Supervisión y maniobras británicas:
Churchill solicita vigilancia extrema a su embajada; mientras tanto, los nazis y franquistas intentan influir en la pareja.
(10:08): “Aquí comenzaron los tiras y aflojas entre las delegaciones diplomáticas británica y española. Los espías no tenían suficientes orejas y ojos para dar abasto a lo que se estaba cociendo.”
Ambiente de espionaje:
Cada salida de los duques era seguida por decenas de espías de diferentes países, todos temiendo un desliz diplomático que cambiara el curso de la guerra.
Sobre la monarquía y la plebe:
“Las plebeyas siempre acaban arruinando las monarquías, y eso siempre es una buena noticia.”
— Nieves Concostrina, 04:47
Sobre las simpatías nazis:
“Los mínimamente informados saben que estos dos eran un par de nazis.”
— Nieves Concostrina, 02:14
En tono irónico sobre la “importancia” de la visita:
“Era una visita de lo más inoportuna para Gran Bretaña, pero tremendamente útil para los nazis españoles y los alemanes.”
— Nieves Concostrina, 10:08
Bofetada de realidad sobre las motivaciones y consecuencias:
“Ahí estaban, viajes en el Orient Express, fies millonarias de acá para allá... Viviendo a costa de los presupuestos del Estado, sin hacer nada salvo incordiar. Porque incordiar, no paraban de incordiar.”
— Nieves Concostrina, 06:19
Sobre el destino final:
“A la pareja le sentó fatal, claro, aquel lugar infecto, lleno de negros pobres. Qué horror. Donde los mosquitos no pican. Empuja. Horrible, horrible.”
— Nieves Concostrina, 14:10
Fiel al inconfundible estilo de Concostrina, el episodio mezcla el rigor histórico con la acidez, la ironía y la denuncia social, apuntando a la hipocresía monárquica y los pecados no redimidos de las élites europeas de la época. Concostrina desgrana los hechos con un humor cortante, referencias culturales y una perspectiva siempre crítica.

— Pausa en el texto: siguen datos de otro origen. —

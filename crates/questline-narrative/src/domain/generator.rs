//! Contract with the external narrative generator.
//!
//! The generator is a black box that turns a [`GenerationRequest`] into a
//! [`TurnResult`]. Payloads are validated on receipt so the session engine
//! never has to trust field presence.

use std::collections::BTreeMap;

use async_trait::async_trait;
use questline_core::error::DomainError;
use serde::{Deserialize, Deserializer, Serialize};
use thiserror::Error;

use super::progression::{RelationshipLevel, StoryArc};
use super::themes::Theme;

/// Failures reported by a narrative generator.
#[derive(Debug, Error)]
pub enum GeneratorError {
    /// The continuation token is unknown or expired on the generator side.
    #[error("continuation token is unknown or expired")]
    ContinuationExpired,

    /// The generator answered, but not with a usable turn.
    #[error("malformed turn payload: {0}")]
    Malformed(String),

    /// The generator did not answer in time.
    #[error("generation timed out")]
    Timeout,

    /// Transport or upstream failure.
    #[error("generator unavailable: {0}")]
    Unavailable(String),
}

impl From<GeneratorError> for DomainError {
    fn from(err: GeneratorError) -> Self {
        Self::Generation(err.to_string())
    }
}

/// Who is speaking in a forwarded context turn.
#[derive(Debug, Clone, Copy, PartialEq, Eq, Serialize)]
#[serde(rename_all = "lowercase")]
pub enum ContextRole {
    /// A previous narration, replayed as the generator's own output.
    Narrator,
    /// A previous player action.
    Player,
    /// Synthetic recap of turns that fell out of the verbatim window.
    Summary,
}

/// A single forwarded history message.
#[derive(Debug, Clone, PartialEq, Eq, Serialize)]
pub struct ContextTurn {
    /// Speaker.
    pub role: ContextRole,
    /// Message body.
    pub content: String,
}

/// How prior story context reaches the generator.
#[derive(Debug, Clone, PartialEq, Eq)]
pub enum GenerationContext {
    /// The generator resumes from its own retained context.
    Continuation {
        /// Opaque handle from the previous turn.
        token: String,
    },
    /// Prior turns are resent, oldest first.
    Transcript {
        /// Summary (if any) followed by the verbatim window.
        turns: Vec<ContextTurn>,
    },
}

/// Everything the generator needs to produce the next turn.
#[derive(Debug, Clone, PartialEq, Eq)]
pub struct GenerationRequest {
    /// Session setting.
    pub theme: Theme,
    /// System-level instructions, including the response contract.
    pub instructions: String,
    /// Prior context, either by token or by transcript.
    pub context: GenerationContext,
    /// The message for this turn: the player's action plus a status line.
    pub prompt: String,
    /// The raw player action; `None` for the opening turn.
    pub player_action: Option<String>,
}

impl GenerationRequest {
    /// The continuation token, when the request is in continuation mode.
    #[must_use]
    pub fn continuation_token(&self) -> Option<&str> {
        match &self.context {
            GenerationContext::Continuation { token } => Some(token),
            GenerationContext::Transcript { .. } => None,
        }
    }
}

/// A generated turn as returned by the narrative generator.
#[derive(Debug, Clone, Default, PartialEq, Eq, Serialize, Deserialize)]
#[serde(rename_all = "camelCase")]
pub struct TurnResult {
    /// Narrative text.
    pub narration: String,
    /// Choices for the player; empty once the game is over.
    #[serde(default, deserialize_with = "null_as_default")]
    pub choices: Vec<String>,
    /// Signed stat deltas keyed by stat name.
    #[serde(default, deserialize_with = "null_as_default")]
    pub stat_changes: BTreeMap<String, i64>,
    /// Items gained this turn.
    #[serde(default, deserialize_with = "null_as_default")]
    pub items_found: Vec<String>,
    /// Items consumed this turn.
    #[serde(default, deserialize_with = "null_as_default")]
    pub items_used: Vec<String>,
    /// Achievements unlocked this turn.
    #[serde(default, deserialize_with = "null_as_default")]
    pub achievements: Vec<String>,
    /// A pivotal decision worth remembering.
    #[serde(default)]
    pub major_choice: Option<String>,
    /// Relationship updates, overwriting previous standings.
    #[serde(default, deserialize_with = "null_as_default")]
    pub relationships: BTreeMap<String, RelationshipLevel>,
    /// The generator's view of the current phase.
    #[serde(default)]
    pub story_arc: Option<StoryArc>,
    /// Whether the story ended this turn.
    #[serde(default, deserialize_with = "null_as_default")]
    pub is_game_over: bool,
    /// Why the story ended.
    #[serde(default)]
    pub game_over_reason: Option<String>,
    /// Handle for resuming generator-side context next turn.
    #[serde(default)]
    pub continuation_token: Option<String>,
}

impl TurnResult {
    /// Parses and validates a raw generator payload.
    ///
    /// # Errors
    ///
    /// Returns `GeneratorError::Malformed` if the payload is not JSON, does
    /// not match the schema, or fails [`TurnResult::validate`].
    pub fn from_json(raw: &str) -> Result<Self, GeneratorError> {
        let result: Self = serde_json::from_str(raw.trim())
            .map_err(|e| GeneratorError::Malformed(format!("invalid turn JSON: {e}")))?;
        result.validate()?;
        Ok(result)
    }

    /// Checks the invariants the engine relies on.
    ///
    /// # Errors
    ///
    /// Returns `GeneratorError::Malformed` when the narration is blank or a
    /// live game offers no choices.
    pub fn validate(&self) -> Result<(), GeneratorError> {
        if self.narration.trim().is_empty() {
            return Err(GeneratorError::Malformed("narration is empty".into()));
        }
        if !self.is_game_over && self.choices.iter().all(|c| c.trim().is_empty()) {
            return Err(GeneratorError::Malformed(
                "no choices offered for a game in progress".into(),
            ));
        }
        Ok(())
    }
}

fn null_as_default<'de, D, T>(deserializer: D) -> Result<T, D::Error>
where
    D: Deserializer<'de>,
    T: Default + Deserialize<'de>,
{
    Ok(Option::<T>::deserialize(deserializer)?.unwrap_or_default())
}

/// The external narrative generator.
#[async_trait]
pub trait NarrativeGenerator: Send + Sync {
    /// Produces the next turn.
    ///
    /// Implementations report an unknown or expired continuation token as
    /// [`GeneratorError::ContinuationExpired`] so the caller can retry once
    /// with a full transcript.
    async fn generate(&self, request: &GenerationRequest) -> Result<TurnResult, GeneratorError>;
}

#[cfg(test)]
mod tests {
    use super::*;

    #[test]
    fn test_from_json_parses_full_payload() {
        // Arrange
        let raw = r#"{
            "narration": "The gate creaks open.",
            "choices": ["Enter", "Wait", "Leave"],
            "statChanges": {"health": -5, "experience": 20},
            "itemsFound": ["Rusty Dagger"],
            "itemsUsed": [],
            "achievements": ["Gatecrasher"],
            "majorChoice": "Entered the keep",
            "relationships": {"Gatekeeper": "suspicious"},
            "storyArc": "rising",
            "isGameOver": false,
            "gameOverReason": null
        }"#;

        // Act
        let result = TurnResult::from_json(raw).unwrap();

        // Assert
        assert_eq!(result.choices.len(), 3);
        assert_eq!(result.stat_changes["health"], -5);
        assert_eq!(result.items_found, vec!["Rusty Dagger"]);
        assert_eq!(result.major_choice.as_deref(), Some("Entered the keep"));
        assert_eq!(
            result.relationships["Gatekeeper"],
            RelationshipLevel::Suspicious
        );
        assert_eq!(result.story_arc, Some(StoryArc::Rising));
        assert!(!result.is_game_over);
        assert!(result.continuation_token.is_none());
    }

    #[test]
    fn test_from_json_defaults_missing_and_null_optionals() {
        let raw = r#"{"narration": "Quiet night.", "choices": ["Sleep"], "itemsFound": null, "isGameOver": null}"#;

        let result = TurnResult::from_json(raw).unwrap();

        assert!(result.items_found.is_empty());
        assert!(result.stat_changes.is_empty());
        assert!(!result.is_game_over);
        assert!(result.story_arc.is_none());
    }

    #[test]
    fn test_from_json_rejects_non_json() {
        assert!(matches!(
            TurnResult::from_json("Once upon a time..."),
            Err(GeneratorError::Malformed(_))
        ));
    }

    #[test]
    fn test_from_json_rejects_unknown_relationship_level() {
        let raw = r#"{"narration": "x", "choices": ["a"], "relationships": {"Bob": "besties"}}"#;

        assert!(matches!(
            TurnResult::from_json(raw),
            Err(GeneratorError::Malformed(_))
        ));
    }

    #[test]
    fn test_validate_rejects_blank_narration() {
        let raw = r#"{"narration": "  ", "choices": ["a"]}"#;

        assert!(matches!(
            TurnResult::from_json(raw),
            Err(GeneratorError::Malformed(_))
        ));
    }

    #[test]
    fn test_validate_requires_choices_only_while_game_continues() {
        let live = r#"{"narration": "x", "choices": []}"#;
        let over = r#"{"narration": "You fall.", "choices": [], "isGameOver": true}"#;

        assert!(TurnResult::from_json(live).is_err());
        assert!(TurnResult::from_json(over).is_ok());
    }

    #[test]
    fn test_generator_error_maps_to_generation_domain_error() {
        let err: DomainError = GeneratorError::Timeout.into();

        assert!(matches!(err, DomainError::Generation(msg) if msg == "generation timed out"));
    }
}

Este episodio ofrece una visión desmitificadora y agudamente irónica sobre una página oscura de la monarquía británica y el papel de España en el tablero internacional de 1940. A través de la anécdota de los duques de Windsor en Madrid, Nieves Concostrina lanza reflexiones sobre la historia, el poder y la moralidad de la clase dirigente, todo aderezado con chispa y claridad.
Ideal para oyentes que disfrutan de la historia sin tapujos y con mucho sarcasmo.